### [EXERCISE DESCRIPTION]
Using the entries below, write out the line with "filename src/grid.rs", the line with "not finite or", and every line in between, exactly as each is written.

### [PROVIDED INFORMATION]
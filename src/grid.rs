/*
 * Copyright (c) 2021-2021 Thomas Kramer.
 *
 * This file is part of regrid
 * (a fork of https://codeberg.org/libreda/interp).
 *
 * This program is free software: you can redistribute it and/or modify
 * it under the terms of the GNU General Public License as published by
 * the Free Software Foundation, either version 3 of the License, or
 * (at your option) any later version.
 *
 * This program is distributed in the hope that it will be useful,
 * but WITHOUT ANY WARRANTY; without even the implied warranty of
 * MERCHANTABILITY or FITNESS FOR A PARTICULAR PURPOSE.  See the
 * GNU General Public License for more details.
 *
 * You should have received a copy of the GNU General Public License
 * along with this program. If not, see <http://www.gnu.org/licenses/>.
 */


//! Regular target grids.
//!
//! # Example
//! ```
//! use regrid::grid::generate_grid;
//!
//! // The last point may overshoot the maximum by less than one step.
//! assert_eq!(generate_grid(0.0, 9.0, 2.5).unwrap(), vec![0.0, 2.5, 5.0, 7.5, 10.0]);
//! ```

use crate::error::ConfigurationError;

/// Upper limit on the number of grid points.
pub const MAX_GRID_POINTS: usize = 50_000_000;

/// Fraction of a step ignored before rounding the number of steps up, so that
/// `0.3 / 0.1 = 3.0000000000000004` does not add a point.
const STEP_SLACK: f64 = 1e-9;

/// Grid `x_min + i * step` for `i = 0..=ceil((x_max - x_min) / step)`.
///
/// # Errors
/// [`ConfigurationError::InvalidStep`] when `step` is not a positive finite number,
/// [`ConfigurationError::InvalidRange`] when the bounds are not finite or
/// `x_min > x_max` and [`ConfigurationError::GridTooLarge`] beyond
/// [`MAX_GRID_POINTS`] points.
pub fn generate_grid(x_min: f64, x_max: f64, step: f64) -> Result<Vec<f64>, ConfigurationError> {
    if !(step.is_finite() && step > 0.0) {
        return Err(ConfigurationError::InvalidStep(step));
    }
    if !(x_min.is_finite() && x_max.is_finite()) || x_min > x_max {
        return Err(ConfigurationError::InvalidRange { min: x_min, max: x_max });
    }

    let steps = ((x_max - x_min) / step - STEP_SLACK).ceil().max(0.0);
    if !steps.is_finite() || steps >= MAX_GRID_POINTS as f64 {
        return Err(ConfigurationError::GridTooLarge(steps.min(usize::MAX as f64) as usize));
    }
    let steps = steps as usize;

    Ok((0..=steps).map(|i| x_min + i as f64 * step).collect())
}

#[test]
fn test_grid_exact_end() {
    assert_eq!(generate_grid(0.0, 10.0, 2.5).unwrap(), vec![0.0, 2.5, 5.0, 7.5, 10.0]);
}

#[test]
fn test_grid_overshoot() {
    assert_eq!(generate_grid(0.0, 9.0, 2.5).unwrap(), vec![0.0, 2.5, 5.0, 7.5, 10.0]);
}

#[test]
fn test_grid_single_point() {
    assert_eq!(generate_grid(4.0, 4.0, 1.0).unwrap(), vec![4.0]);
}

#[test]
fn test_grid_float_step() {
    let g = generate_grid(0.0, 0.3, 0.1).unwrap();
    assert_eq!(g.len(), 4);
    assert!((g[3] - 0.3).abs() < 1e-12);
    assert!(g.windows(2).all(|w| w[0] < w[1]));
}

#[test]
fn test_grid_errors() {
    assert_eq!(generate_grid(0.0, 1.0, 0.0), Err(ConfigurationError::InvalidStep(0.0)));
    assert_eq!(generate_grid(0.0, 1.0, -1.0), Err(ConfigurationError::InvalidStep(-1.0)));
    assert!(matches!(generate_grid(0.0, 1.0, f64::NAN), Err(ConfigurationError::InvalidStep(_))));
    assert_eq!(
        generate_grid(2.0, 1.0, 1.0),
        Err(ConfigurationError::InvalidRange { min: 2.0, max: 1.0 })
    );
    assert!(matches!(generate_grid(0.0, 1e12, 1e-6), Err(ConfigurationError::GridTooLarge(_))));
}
...
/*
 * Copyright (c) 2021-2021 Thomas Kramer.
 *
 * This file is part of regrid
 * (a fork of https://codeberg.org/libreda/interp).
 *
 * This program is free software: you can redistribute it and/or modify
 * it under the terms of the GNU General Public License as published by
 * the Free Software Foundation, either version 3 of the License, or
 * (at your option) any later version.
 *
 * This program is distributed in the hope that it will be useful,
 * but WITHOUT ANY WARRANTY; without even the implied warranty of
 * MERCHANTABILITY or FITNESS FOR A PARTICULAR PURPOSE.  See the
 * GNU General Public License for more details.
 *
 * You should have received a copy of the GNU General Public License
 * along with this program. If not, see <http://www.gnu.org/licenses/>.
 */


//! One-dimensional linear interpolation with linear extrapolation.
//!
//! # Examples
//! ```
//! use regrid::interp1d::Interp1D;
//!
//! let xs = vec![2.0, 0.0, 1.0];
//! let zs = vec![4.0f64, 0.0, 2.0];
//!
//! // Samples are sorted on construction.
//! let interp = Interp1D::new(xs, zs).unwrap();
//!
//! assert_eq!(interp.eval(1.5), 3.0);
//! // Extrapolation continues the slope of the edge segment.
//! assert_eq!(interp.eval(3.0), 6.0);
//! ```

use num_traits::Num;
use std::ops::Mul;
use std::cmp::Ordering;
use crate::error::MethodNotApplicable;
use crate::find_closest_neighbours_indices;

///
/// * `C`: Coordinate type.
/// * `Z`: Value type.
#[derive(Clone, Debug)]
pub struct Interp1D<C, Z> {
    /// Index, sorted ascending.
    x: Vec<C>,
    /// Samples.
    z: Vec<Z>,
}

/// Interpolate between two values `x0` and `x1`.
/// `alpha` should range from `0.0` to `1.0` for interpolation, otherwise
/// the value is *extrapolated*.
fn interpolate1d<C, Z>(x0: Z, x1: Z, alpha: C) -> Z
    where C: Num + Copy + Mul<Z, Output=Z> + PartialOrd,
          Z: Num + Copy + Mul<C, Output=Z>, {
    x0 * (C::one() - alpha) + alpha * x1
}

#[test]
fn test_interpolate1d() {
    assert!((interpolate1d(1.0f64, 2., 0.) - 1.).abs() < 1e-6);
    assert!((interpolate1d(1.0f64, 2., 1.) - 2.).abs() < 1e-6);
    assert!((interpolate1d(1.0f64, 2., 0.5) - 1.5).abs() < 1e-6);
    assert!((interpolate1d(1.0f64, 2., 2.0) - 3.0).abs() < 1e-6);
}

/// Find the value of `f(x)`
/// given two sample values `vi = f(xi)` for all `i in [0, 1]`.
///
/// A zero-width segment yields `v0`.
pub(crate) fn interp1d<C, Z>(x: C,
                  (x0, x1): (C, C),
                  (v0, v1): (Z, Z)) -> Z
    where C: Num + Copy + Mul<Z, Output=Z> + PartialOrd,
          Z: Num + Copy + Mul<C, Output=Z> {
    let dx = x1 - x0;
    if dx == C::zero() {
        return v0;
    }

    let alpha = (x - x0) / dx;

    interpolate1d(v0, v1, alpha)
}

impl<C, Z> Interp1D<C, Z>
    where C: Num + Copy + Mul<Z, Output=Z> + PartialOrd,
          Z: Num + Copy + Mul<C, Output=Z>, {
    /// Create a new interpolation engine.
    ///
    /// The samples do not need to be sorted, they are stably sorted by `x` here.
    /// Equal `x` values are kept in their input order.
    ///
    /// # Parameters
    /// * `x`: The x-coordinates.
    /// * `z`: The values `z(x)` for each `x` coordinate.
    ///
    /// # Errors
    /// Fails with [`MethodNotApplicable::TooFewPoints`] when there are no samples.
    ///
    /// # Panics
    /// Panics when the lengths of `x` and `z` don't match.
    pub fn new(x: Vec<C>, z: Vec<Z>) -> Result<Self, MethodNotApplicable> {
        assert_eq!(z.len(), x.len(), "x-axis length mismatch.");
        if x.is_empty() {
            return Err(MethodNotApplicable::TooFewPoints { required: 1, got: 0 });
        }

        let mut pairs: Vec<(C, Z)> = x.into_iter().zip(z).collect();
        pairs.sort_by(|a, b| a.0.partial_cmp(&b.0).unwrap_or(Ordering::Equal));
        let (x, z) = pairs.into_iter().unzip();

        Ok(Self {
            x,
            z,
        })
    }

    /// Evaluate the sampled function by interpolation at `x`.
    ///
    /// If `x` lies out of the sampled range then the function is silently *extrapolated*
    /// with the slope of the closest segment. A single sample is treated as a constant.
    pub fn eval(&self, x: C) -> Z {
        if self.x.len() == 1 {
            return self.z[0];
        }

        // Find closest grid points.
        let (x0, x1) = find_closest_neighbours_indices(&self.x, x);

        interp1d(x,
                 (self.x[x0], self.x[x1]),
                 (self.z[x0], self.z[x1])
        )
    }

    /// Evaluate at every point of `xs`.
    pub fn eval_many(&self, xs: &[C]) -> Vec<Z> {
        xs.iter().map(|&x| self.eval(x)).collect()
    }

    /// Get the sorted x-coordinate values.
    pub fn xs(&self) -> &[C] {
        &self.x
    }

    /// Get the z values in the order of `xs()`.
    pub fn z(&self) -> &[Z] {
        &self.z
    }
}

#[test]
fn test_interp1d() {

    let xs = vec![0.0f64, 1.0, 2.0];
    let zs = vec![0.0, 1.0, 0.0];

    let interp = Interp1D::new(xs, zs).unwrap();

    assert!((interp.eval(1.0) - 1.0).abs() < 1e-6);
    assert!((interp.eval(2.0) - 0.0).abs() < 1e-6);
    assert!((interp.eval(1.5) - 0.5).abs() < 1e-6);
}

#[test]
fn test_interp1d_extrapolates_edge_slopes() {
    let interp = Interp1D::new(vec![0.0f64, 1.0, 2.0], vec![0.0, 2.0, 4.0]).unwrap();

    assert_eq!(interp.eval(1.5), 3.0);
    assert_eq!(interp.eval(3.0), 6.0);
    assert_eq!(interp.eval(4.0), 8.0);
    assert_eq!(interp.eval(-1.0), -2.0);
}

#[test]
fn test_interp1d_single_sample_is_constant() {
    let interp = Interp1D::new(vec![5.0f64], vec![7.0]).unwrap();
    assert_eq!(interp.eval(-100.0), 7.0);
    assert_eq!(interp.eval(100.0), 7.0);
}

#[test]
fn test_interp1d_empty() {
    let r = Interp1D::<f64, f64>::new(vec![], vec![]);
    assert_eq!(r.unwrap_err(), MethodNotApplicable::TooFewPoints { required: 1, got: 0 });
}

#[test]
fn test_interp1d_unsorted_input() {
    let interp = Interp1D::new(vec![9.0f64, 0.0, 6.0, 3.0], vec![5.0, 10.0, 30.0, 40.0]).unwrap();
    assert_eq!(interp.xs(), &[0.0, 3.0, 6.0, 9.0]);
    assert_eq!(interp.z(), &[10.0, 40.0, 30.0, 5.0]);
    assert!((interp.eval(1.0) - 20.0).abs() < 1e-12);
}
==
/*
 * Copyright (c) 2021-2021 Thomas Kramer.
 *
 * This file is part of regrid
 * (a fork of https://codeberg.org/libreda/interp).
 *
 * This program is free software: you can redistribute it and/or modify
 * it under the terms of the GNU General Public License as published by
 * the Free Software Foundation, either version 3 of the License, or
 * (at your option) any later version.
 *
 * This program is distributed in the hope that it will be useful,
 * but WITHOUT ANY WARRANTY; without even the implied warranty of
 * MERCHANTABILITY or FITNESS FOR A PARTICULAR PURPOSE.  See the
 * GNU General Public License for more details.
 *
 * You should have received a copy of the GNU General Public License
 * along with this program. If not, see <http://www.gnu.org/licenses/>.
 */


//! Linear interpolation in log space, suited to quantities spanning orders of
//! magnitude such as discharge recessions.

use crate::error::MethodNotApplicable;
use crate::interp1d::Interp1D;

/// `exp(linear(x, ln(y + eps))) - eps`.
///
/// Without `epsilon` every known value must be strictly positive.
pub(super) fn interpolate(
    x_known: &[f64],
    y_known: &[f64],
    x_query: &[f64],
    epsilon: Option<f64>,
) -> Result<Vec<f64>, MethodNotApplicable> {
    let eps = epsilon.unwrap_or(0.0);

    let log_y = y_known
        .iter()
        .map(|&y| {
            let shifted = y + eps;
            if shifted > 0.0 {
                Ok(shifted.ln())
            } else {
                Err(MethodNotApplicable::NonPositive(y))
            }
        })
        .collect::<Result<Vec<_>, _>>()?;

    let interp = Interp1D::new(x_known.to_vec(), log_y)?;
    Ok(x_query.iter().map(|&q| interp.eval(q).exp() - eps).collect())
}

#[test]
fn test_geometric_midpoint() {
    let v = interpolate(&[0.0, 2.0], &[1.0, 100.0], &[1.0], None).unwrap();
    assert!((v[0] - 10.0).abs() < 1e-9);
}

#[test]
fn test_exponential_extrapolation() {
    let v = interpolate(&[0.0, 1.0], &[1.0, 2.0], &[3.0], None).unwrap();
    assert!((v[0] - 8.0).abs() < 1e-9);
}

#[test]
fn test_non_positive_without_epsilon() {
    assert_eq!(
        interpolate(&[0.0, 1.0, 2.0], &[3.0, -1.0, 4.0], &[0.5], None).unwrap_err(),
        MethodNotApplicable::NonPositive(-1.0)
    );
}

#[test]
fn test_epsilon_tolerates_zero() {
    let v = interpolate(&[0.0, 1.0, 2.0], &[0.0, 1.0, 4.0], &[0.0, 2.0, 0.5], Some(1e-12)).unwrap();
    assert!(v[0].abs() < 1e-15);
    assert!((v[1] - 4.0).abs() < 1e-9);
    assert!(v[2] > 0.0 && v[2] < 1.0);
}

### [EXPECTED ANSWER]
filename src/grid.rs
/*
 * Copyright (c) 2021-2021 Thomas Kramer.
 *
 * This file is part of regrid
 * (a fork of https://codeberg.org/libreda/interp).
 *
 * This program is free software: you can redistribute it and/or modify
 * it under the terms of the GNU General Public License as published by
 * the Free Software Foundation, either version 3 of the License, or
 * (at your option) any later version.
 *
 * This program is distributed in the hope that it will be useful,
 * but WITHOUT ANY WARRANTY; without even the implied warranty of
 * MERCHANTABILITY or FITNESS FOR A PARTICULAR PURPOSE.  See the
 * GNU General Public License for more details.
 *
 * You should have received a copy of the GNU General Public License
 * along with this program. If not, see <http://www.gnu.org/licenses/>.
 */


//! Regular target grids.
//!
//! # Example
//! ```
//! use regrid::grid::generate_grid;
//!
//! // The last point may overshoot the maximum by less than one step.
//! assert_eq!(generate_grid(0.0, 9.0, 2.5).unwrap(), vec![0.0, 2.5, 5.0, 7.5, 10.0]);
//! ```

use crate::error::ConfigurationError;

/// Upper limit on the number of grid points.
pub const MAX_GRID_POINTS: usize = 50_000_000;

/// Fraction of a step ignored before rounding the number of steps up, so that
/// `0.3 / 0.1 = 3.0000000000000004` does not add a point.
const STEP_SLACK: f64 = 1e-9;

/// Grid `x_min + i * step` for `i = 0..=ceil((x_max - x_min) / step)`.
///
/// # Errors
/// [`ConfigurationError::InvalidStep`] when `step` is not a positive finite number,
/// [`ConfigurationError::InvalidRange`] when the bounds are not finite or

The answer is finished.